Just one last snarky comment. When Berenson was an embedded reporter in Iraq, did he tell those military doctors, whose skill and expertise has kept the body count lower than in any previous war, that they should consider a pay cut? And if he had been (and thankfully wasn't) hit by an IED, I bet he would have paid anything to have a doctor keep him alive

So, when you're ready to cut corners, Alex, or you're the first in line to see the discount physician or get all your health care needs from a tech at the WalMart clinic, let me know. Until then, maybe it's time to write that second novel....
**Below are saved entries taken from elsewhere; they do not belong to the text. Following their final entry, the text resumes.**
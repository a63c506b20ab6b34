#![doc(hidden)]
#![cfg_attr(coverage_nightly, feature(coverage_attribute))]

//! Core library for contrib-report
//!
//! This library consolidates all functionality for the contrib-report tool, which summarizes
//! who contributed what to a set of GitHub repositories over a trailing window of weeks.
//!
//! # Module Organization
//!
//! - [`commands`]: Command-line interface and orchestration
//! - [`facts`]: Fetching commits and pull requests from the hosting API
//! - [`rollup`]: Folding raw activity records into per-author rollups
//! - [`reports`]: Writing the workbook and console summaries

pub type Result<T, E = ohno::AppError> = core::result::Result<T, E>;

pub(crate) type HashMap<K, V> = rustc_hash::FxHashMap<K, V>;
pub(crate) type HashSet<T> = rustc_hash::FxHashSet<T>;

pub(crate) fn hash_map_with_capacity<K, V>(capacity: usize) -> HashMap<K, V> {
    HashMap::with_capacity_and_hasher(capacity, rustc_hash::FxBuildHasher)
}

#[cfg(any(debug_assertions, test))]
pub mod commands;
#[cfg(not(any(debug_assertions, test)))]
mod commands;

#[cfg(any(debug_assertions, test))]
pub mod facts;
#[cfg(not(any(debug_assertions, test)))]
mod facts;

#[cfg(any(debug_assertions, test))]
pub mod reports;
#[cfg(not(any(debug_assertions, test)))]
mod reports;

#[cfg(any(debug_assertions, test))]
pub mod rollup;
#[cfg(not(any(debug_assertions, test)))]
mod rollup;

pub use crate::commands::{Host, run};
Oh--and another idea--since you pointed to the idea of physician pay being linked to patient outcome, I think you should try it first. How about journalists only get paid when their readers' IQ goes up? That way we'll know you're doing your job of educating the citizenry.
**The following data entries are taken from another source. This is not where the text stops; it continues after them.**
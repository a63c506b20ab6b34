use super::Host;
use super::config::{Config, DEFAULT_CONFIG_FILE};
use crate::Result;
use camino::Utf8PathBuf;
use clap::Parser;
use ohno::bail;
use std::io::Write;

#[derive(Parser, Debug)]
pub struct InitArgs {
    /// Output configuration file path (default is `contrib.toml` in the current directory)
    #[arg(value_name = "PATH")]
    pub output: Option<Utf8PathBuf>,

    /// Overwrite the file if it already exists
    #[arg(long)]
    pub force: bool,
}

pub fn init_config<H: Host>(host: &mut H, args: &InitArgs) -> Result<()> {
    let output = args.output.clone().unwrap_or_else(|| Utf8PathBuf::from(DEFAULT_CONFIG_FILE));

    if output.exists() && !args.force {
        bail!("'{output}' already exists, pass --force to overwrite it");
    }

    Config::save_default(&output)?;
    let _ = writeln!(host.output(), "Generated default configuration file: {output}");
    Ok(())
}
"On My Mind" is a column designed to encourage discussion within the medical community about politics and health issues. The writer of this column is a professor of American history and has an unhealthy obsession for politics.

All comments welcomed. Post by clicking on "comments" below.

2 comments:

Anonymous said...

Well said...and this is not coming from another MD but rather a simple MPH, MBA who works at the UAB School of Medicine. I see the countless hours that our physicians put in each day striving to educate themselves and further the ability they possess to care for their poor patients who suffer from many debilitating diseases...and that's just the faculty! I can not even begin to fathom how much time the fellows spend just trying to get their skill set up to par. Bravo for a well-written argument.

Anonymous said...

Please... This one sided biased article doesn't deserve a comment, but I feel I must leave, at least, a partial response of what I feel.
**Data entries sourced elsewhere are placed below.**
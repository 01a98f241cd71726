//! Reverse-proxy forwarding.
//!
//! Rebuilds the inbound request against the resolved target, streams the
//! inbound body to it, sends it once and relays status, headers and body
//! back. Status and headers reach the caller only after the backend
//! answered; in buffered mode the body is written only after it has been
//! read in full.

use crate::error::{GatewayError, Result};
use crate::routing::Target;
use axum::body::{Body, HttpBody};
use axum::extract::{Request, State};
use axum::http::header::{HOST, TRANSFER_ENCODING};
use axum::http::{HeaderMap, HeaderName};
use axum::response::{IntoResponse, Response};
use axum::Extension;
use std::str::FromStr;
use std::time::Duration;
use tracing::{debug, error};

/// Connection framing headers describe a single hop and are rebuilt by the
/// client and server on each side.
fn is_hop_header(name: &HeaderName) -> bool {
    *name == HOST || *name == TRANSFER_ENCODING
}

/// How the backend body is relayed to the caller.
#[derive(Debug, Clone, Copy, PartialEq, Eq, Default)]
pub enum RelayMode {
    /// Read the whole body, then write it.
    #[default]
    Buffered,
    /// Copy bytes to the caller as they arrive.
    Streaming,
}

impl FromStr for RelayMode {
    type Err = GatewayError;

    fn from_str(s: &str) -> Result<Self> {
        match s.to_ascii_lowercase().as_str() {
            "buffered" => Ok(RelayMode::Buffered),
            "streaming" => Ok(RelayMode::Streaming),
            other => Err(GatewayError::Configuration(format!(
                "unknown relay mode '{}', expected 'buffered' or 'streaming'",
                other
            ))),
        }
    }
}

#[derive(Clone)]
pub struct Forwarder {
    client: reqwest::Client,
    relay: RelayMode,
}

impl Forwarder {
    /// `timeout` of `None` keeps the transport defaults.
    pub fn new(timeout: Option<Duration>, relay: RelayMode) -> Result<Self> {
        let mut builder = reqwest::Client::builder();
        if let Some(timeout) = timeout {
            builder = builder.timeout(timeout);
        }
        let client = builder.build().map_err(|e| {
            GatewayError::Configuration(format!("failed to build HTTP client: {}", e))
        })?;

        Ok(Self { client, relay })
    }

    pub fn relay_mode(&self) -> RelayMode {
        self.relay
    }

    /// Forward `request` to `target` and relay the answer.
    pub async fn forward(&self, request: Request, target: &Target) -> Result<Response> {
        let (parts, body) = request.into_parts();

        let url = match parts.uri.query() {
            Some(query) => format!("{}?{}", target.url, query),
            None => target.url.clone(),
        };

        let mut outbound = self.client.request(parts.method, url.as_str());
        // Known-empty bodies go out without one rather than as an empty chunked stream.
        if body.size_hint().exact() != Some(0) {
            outbound = outbound.body(reqwest::Body::wrap_stream(body.into_data_stream()));
        }
        let mut outbound = outbound
            .build()
            .map_err(|e| GatewayError::InvalidTarget {
                target: url.clone(),
                reason: e.to_string(),
            })?;
        copy_headers(&parts.headers, outbound.headers_mut());

        debug!(service = %target.service, target = %url, "Forwarding request");

        let upstream = self
            .client
            .execute(outbound)
            .await
            .map_err(|source| GatewayError::Send {
                target: url.clone(),
                source,
            })?;

        let status = upstream.status();
        let mut headers = HeaderMap::with_capacity(upstream.headers().len());
        copy_headers(upstream.headers(), &mut headers);

        let body = match self.relay {
            RelayMode::Buffered => {
                let bytes = upstream
                    .bytes()
                    .await
                    .map_err(|source| GatewayError::ResponseBody {
                        target: url.clone(),
                        source,
                    })?;
                Body::from(bytes)
            }
            RelayMode::Streaming => Body::from_stream(upstream.bytes_stream()),
        };

        let mut response = Response::new(body);
        *response.status_mut() = status;
        *response.headers_mut() = headers;
        Ok(response)
    }
}

/// Append every value of every header, in order, skipping hop headers.
fn copy_headers(from: &HeaderMap, to: &mut HeaderMap) {
    for (name, value) in from.iter() {
        if is_hop_header(name) {
            continue;
        }
        to.append(name.clone(), value.clone());
    }
}

/// Terminal handler of the proxy pipeline.
pub async fn forward(
    State(forwarder): State<Forwarder>,
    Extension(target): Extension<Target>,
    request: Request,
) -> Response {
    match forwarder.forward(request, &target).await {
        Ok(response) => response,
        Err(err) => {
            error!(service = %target.service, target = %target.url, error = %err, "Forwarding failed");
            err.into_response()
        }
    }
}

#[cfg(test)]
mod tests {
    use super::*;
    use axum::http::{HeaderValue, Method, Request as HttpRequest, StatusCode};
    use axum::routing::{any, post};
    use axum::Router;
    use axum::body::Bytes;
    use http_body_util::BodyExt;
    use std::net::SocketAddr;
    use tokio::io::{AsyncReadExt, AsyncWriteExt};

    async fn spawn_backend(app: Router) -> SocketAddr {
        let listener = tokio::net::TcpListener::bind("127.0.0.1:0").await.unwrap();
        let addr = listener.local_addr().unwrap();
        tokio::spawn(async move {
            axum::serve(listener, app).await.unwrap();
        });
        addr
    }

    fn target(addr: SocketAddr, path: &str) -> Target {
        Target {
            service: "test".to_string(),
            url: format!("http://{}{}", addr, path),
        }
    }

    async fn body_string(response: Response) -> String {
        let bytes = response.into_body().collect().await.unwrap().to_bytes();
        String::from_utf8(bytes.to_vec()).unwrap()
    }

    #[test]
    fn test_copy_headers_keeps_all_values_in_order() {
        let mut from = HeaderMap::new();
        from.append("cookie", HeaderValue::from_static("a=1"));
        from.append("cookie", HeaderValue::from_static("b=2"));
        from.insert(HOST, HeaderValue::from_static("gateway:8080"));

        let mut to = HeaderMap::new();
        copy_headers(&from, &mut to);

        let cookies: Vec<_> = to.get_all("cookie").iter().collect();
        assert_eq!(cookies, vec!["a=1", "b=2"]);
        assert!(to.get(HOST).is_none());
    }

    #[test]
    fn test_relay_mode_parsing() {
        assert_eq!("buffered".parse::<RelayMode>().unwrap(), RelayMode::Buffered);
        assert_eq!("Streaming".parse::<RelayMode>().unwrap(), RelayMode::Streaming);
        assert!("chunky".parse::<RelayMode>().is_err());
    }

    #[tokio::test]
    async fn test_status_and_body_are_relayed() {
        let backend = Router::new().route(
            "/items",
            post(|| async { (StatusCode::CREATED, r#"{"id":42}"#) }),
        );
        let addr = spawn_backend(backend).await;

        let forwarder = Forwarder::new(None, RelayMode::Buffered).unwrap();
        let request = HttpRequest::builder()
            .method(Method::POST)
            .uri("/api/items")
            .body(Body::from("{}"))
            .unwrap();

        let response = forwarder.forward(request, &target(addr, "/items")).await.unwrap();
        assert_eq!(response.status(), StatusCode::CREATED);
        assert_eq!(body_string(response).await, r#"{"id":42}"#);
    }

    #[tokio::test]
    async fn test_method_body_and_query_reach_backend() {
        let backend = Router::new().route(
            "/echo",
            any(|request: Request| async move {
                let method = request.method().to_string();
                let query = request.uri().query().unwrap_or_default().to_string();
                let body = axum::body::to_bytes(request.into_body(), usize::MAX)
                    .await
                    .unwrap();
                format!("{} {} {}", method, query, String::from_utf8_lossy(&body))
            }),
        );
        let addr = spawn_backend(backend).await;

        let forwarder = Forwarder::new(None, RelayMode::Buffered).unwrap();
        let request = HttpRequest::builder()
            .method(Method::PUT)
            .uri("/api/docs/echo?b=2&a=1&a=0")
            .body(Body::from("payload"))
            .unwrap();

        let response = forwarder.forward(request, &target(addr, "/echo")).await.unwrap();
        assert_eq!(body_string(response).await, "PUT b=2&a=1&a=0 payload");
    }

    #[tokio::test]
    async fn test_inbound_body_is_streamed_to_backend() {
        let backend = Router::new().route(
            "/upload",
            post(|request: Request| async move {
                let chunked = request.headers().contains_key("transfer-encoding");
                let body = axum::body::to_bytes(request.into_body(), usize::MAX)
                    .await
                    .unwrap();
                format!("{} {}", chunked, body.len())
            }),
        );
        let addr = spawn_backend(backend).await;

        let chunks: Vec<Result<Bytes, std::io::Error>> =
            (0..64).map(|_| Ok(Bytes::from(vec![b'z'; 4096]))).collect();
        let forwarder = Forwarder::new(None, RelayMode::Buffered).unwrap();
        let request = HttpRequest::builder()
            .method(Method::POST)
            .uri("/api/upload")
            .body(Body::from_stream(futures::stream::iter(chunks)))
            .unwrap();

        let response = forwarder.forward(request, &target(addr, "/upload")).await.unwrap();
        assert_eq!(body_string(response).await, format!("true {}", 64 * 4096));
    }

    #[tokio::test]
    async fn test_multi_valued_headers_both_directions() {
        let backend = Router::new().route(
            "/cookies",
            any(|headers: HeaderMap| async move {
                let seen: Vec<_> = headers
                    .get_all("cookie")
                    .iter()
                    .map(|v| v.to_str().unwrap().to_string())
                    .collect();
                let mut response = seen.join("|").into_response();
                response
                    .headers_mut()
                    .append("set-cookie", HeaderValue::from_static("x=1"));
                response
                    .headers_mut()
                    .append("set-cookie", HeaderValue::from_static("y=2"));
                response
            }),
        );
        let addr = spawn_backend(backend).await;

        let forwarder = Forwarder::new(None, RelayMode::Buffered).unwrap();
        let request = HttpRequest::builder()
            .uri("/api/cookies")
            .header("cookie", "a=1")
            .header("cookie", "b=2")
            .body(Body::empty())
            .unwrap();

        let response = forwarder.forward(request, &target(addr, "/cookies")).await.unwrap();
        let set_cookies: Vec<_> = response
            .headers()
            .get_all("set-cookie")
            .iter()
            .map(|v| v.to_str().unwrap().to_string())
            .collect();
        assert_eq!(set_cookies, vec!["x=1", "y=2"]);
        assert_eq!(body_string(response).await, "a=1|b=2");
    }

    #[tokio::test]
    async fn test_streaming_relay_delivers_same_body() {
        let backend = Router::new().route("/big", any(|| async { "x".repeat(64 * 1024) }));
        let addr = spawn_backend(backend).await;

        let forwarder = Forwarder::new(None, RelayMode::Streaming).unwrap();
        let request = HttpRequest::builder().uri("/api/big").body(Body::empty()).unwrap();

        let response = forwarder.forward(request, &target(addr, "/big")).await.unwrap();
        assert_eq!(response.status(), StatusCode::OK);
        assert_eq!(body_string(response).await.len(), 64 * 1024);
    }

    #[tokio::test]
    async fn test_unreachable_backend_is_send_error() {
        let listener = tokio::net::TcpListener::bind("127.0.0.1:0").await.unwrap();
        let addr = listener.local_addr().unwrap();
        drop(listener);

        let forwarder = Forwarder::new(Some(Duration::from_secs(5)), RelayMode::Buffered).unwrap();
        let request = HttpRequest::builder().uri("/api/x").body(Body::empty()).unwrap();

        let err = forwarder.forward(request, &target(addr, "/x")).await.unwrap_err();
        assert!(matches!(err, GatewayError::Send { .. }));

        let response = err.into_response();
        assert_eq!(response.status(), StatusCode::INTERNAL_SERVER_ERROR);
        let body = body_string(response).await;
        assert!(!body.contains(&addr.to_string()));
    }

    #[tokio::test]
    async fn test_truncated_backend_body_is_response_body_error() {
        let listener = tokio::net::TcpListener::bind("127.0.0.1:0").await.unwrap();
        let addr = listener.local_addr().unwrap();
        tokio::spawn(async move {
            let (mut socket, _) = listener.accept().await.unwrap();
            let mut buf = [0u8; 1024];
            let _ = socket.read(&mut buf).await.unwrap();
            socket
                .write_all(b"HTTP/1.1 200 OK\r\ncontent-length: 100\r\n\r\nshort")
                .await
                .unwrap();
        });

        let forwarder = Forwarder::new(Some(Duration::from_secs(5)), RelayMode::Buffered).unwrap();
        let request = HttpRequest::builder().uri("/api/x").body(Body::empty()).unwrap();

        let err = forwarder.forward(request, &target(addr, "/x")).await.unwrap_err();
        assert!(matches!(err, GatewayError::ResponseBody { .. }));

        let response = err.into_response();
        assert_eq!(response.status(), StatusCode::INTERNAL_SERVER_ERROR);
        assert!(!body_string(response).await.contains("short"));
    }

    #[tokio::test]
    async fn test_malformed_target_is_rejected_before_sending() {
        let forwarder = Forwarder::new(None, RelayMode::Buffered).unwrap();
        let request = HttpRequest::builder().uri("/api/x").body(Body::empty()).unwrap();
        let bad = Target {
            service: "broken".to_string(),
            url: "http://bad host:99999/x".to_string(),
        };

        let err = forwarder.forward(request, &bad).await.unwrap_err();
        assert!(matches!(err, GatewayError::InvalidTarget { .. }));
    }
}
In simple terms... There are many jobs that require lots of education and training that are not related to the medical profession. These same jobs have salaries that are a fraction of a comparable physician. One reason why physician salaries are artificially inflated is because of limited schools, limited admissions, large medical institutions monopolizing local markets all reinforced by a government sanctioned monopoly.

I can only hope one day more people recognize the elitism mentality of today's doctors and put a stop to the ever increasing cost of health care.

I agree that insurance companies are getting there fair share (read unfair) but it is only a continuance of the root problem.